The Whisky a Go Go (informally nicknamed The Whisky) is a historic nightclub in West Hollywood, California, United States. It is located at 8901 Sunset Boulevard on the Sunset Strip, corner North Clark Street, opposite North San Vicente Boulevard, northwest corner. The club has been the host for musicians and bands including Taj Mahal, Otis Redding, Hugh Masekela, Alice Cooper (who all recorded live albums there between 1966 and 1969), The Mothers of Invention, The Stooges, Parliament-Funkadelic, The Doors, Love, The Beach Boys, Cheap Trick, Golden Earring, No Doubt, System of a Down, The Byrds, The Flying Burrito Brothers, Chicago, Germs, Elton John, Oasis, Buffalo Springfield, Steppenwolf, Van Halen, Johnny Rivers, X, Led Zeppelin, Fleetwood Mac, KISS, Guns N' Roses, Death, AC/DC, Linkin Park, Metallica, Mötley Crüe, Stryper, and Phil Seymour.

History
In 1958, the first Whisky a Go Go in the United States opened in Chicago, Illinois, on the corner of Rush and Chestnut streets. It has been called the first real American discothèque. A franchise was opened in 1966 on M Street in the Georgetown section of Washington, D.C., by restaurateur Jacques Vivien.

It owes its name to the first discothèque, the Whisky à Gogo, (à gogo, meaning, in French, 'in abundance', 'galore'), established in Paris in 1947 by Paul Pacini (d. 2017), which itself took the name from the British novel Whisky Galore.

The Sunset Strip Whisky was founded by Elmer Valentine, Phil Tanzini, Shelly Davis, and attorney Theodore Flier and opened on January 16, 1964. In 1972, Valentine, Lou Adler, Mario Maglieri and others started the Rainbow Bar & Grill on the Sunset Strip.
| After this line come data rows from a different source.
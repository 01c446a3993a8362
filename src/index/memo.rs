//! Bounded memo of recent index queries.
//!
//! A camera pointed at one card produces the same hash frame after frame, often from
//! clients that never send a session id. Repeating the tree walk for those frames is
//! wasted work, so [`MemoizedIndex`] keeps the last few answers keyed on the aligned
//! query, the tolerance and the result limit.

use std::sync::Arc;

use moka::sync::Cache;

use super::backend::{HashIndex, align_query};
use super::error::IndexResult;
use super::phash::PHash;
use super::types::{IndexKind, MatchResult};

#[derive(Debug, Clone, PartialEq, Eq, Hash)]
struct QueryKey {
    hash: PHash,
    tolerance: u32,
    /// `None` for an unbounded [`HashIndex::find`].
    limit: Option<usize>,
}

/// Wraps an index and answers repeated identical queries from memory.
///
/// The catalog is immutable, so entries never go stale; they are only evicted when the
/// memo is full. A capacity of zero turns the wrapper into a passthrough. Failed queries
/// are never remembered.
pub struct MemoizedIndex<I> {
    inner: I,
    memo: Option<Cache<QueryKey, Arc<[MatchResult]>>>,
}

impl<I: HashIndex> MemoizedIndex<I> {
    pub fn new(inner: I, capacity: u64) -> Self {
        let memo = (capacity > 0).then(|| Cache::builder().max_capacity(capacity).build());
        Self { inner, memo }
    }

    pub fn inner(&self) -> &I {
        &self.inner
    }

    #[inline]
    pub fn is_enabled(&self) -> bool {
        self.memo.is_some()
    }

    fn remembered<F>(
        &self,
        query: &PHash,
        tolerance: u32,
        limit: Option<usize>,
        compute: F,
    ) -> IndexResult<Vec<MatchResult>>
    where
        F: FnOnce() -> IndexResult<Vec<MatchResult>>,
    {
        let Some(memo) = &self.memo else {
            return compute();
        };

        // Too-wide queries fail here and never reach the memo.
        let hash = align_query(query, self.inner.bit_length())?.into_owned();
        let key = QueryKey {
            hash,
            tolerance,
            limit,
        };

        if let Some(results) = memo.get(&key) {
            tracing::trace!(tolerance, ?limit, "query memo hit");
            return Ok(results.to_vec());
        }

        let results = compute()?;
        memo.insert(key, Arc::from(results.as_slice()));
        Ok(results)
    }
}

impl<I: HashIndex> HashIndex for MemoizedIndex<I> {
    fn kind(&self) -> IndexKind {
        self.inner.kind()
    }

    fn bit_length(&self) -> usize {
        self.inner.bit_length()
    }

    fn len(&self) -> usize {
        self.inner.len()
    }

    fn node_count(&self) -> usize {
        self.inner.node_count()
    }

    fn find(&self, query: &PHash, tolerance: u32) -> IndexResult<Vec<MatchResult>> {
        self.remembered(query, tolerance, None, || self.inner.find(query, tolerance))
    }

    fn find_top_n(
        &self,
        query: &PHash,
        tolerance: u32,
        n: usize,
    ) -> IndexResult<Vec<MatchResult>> {
        self.remembered(query, tolerance, Some(n), || {
            self.inner.find_top_n(query, tolerance, n)
        })
    }
}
In 1966, Valentine, Adler and others founded The Roxy Theatre. Lou Adler bought into the Whisky in the late 1970s. Valentine sold his interest in the Whisky a Go Go in the 1990s but retained an ownership in the Rainbow Bar & Grill and the Roxy Theatre until his death in December 2008.

Although the club was billed as a discothèque, suggesting that it offered only recorded music, the Whisky a Go Go opened with a live band led by Johnny Rivers and DJ Rhonda Lane, spinning records between sets from a suspended cage at the right of the stage.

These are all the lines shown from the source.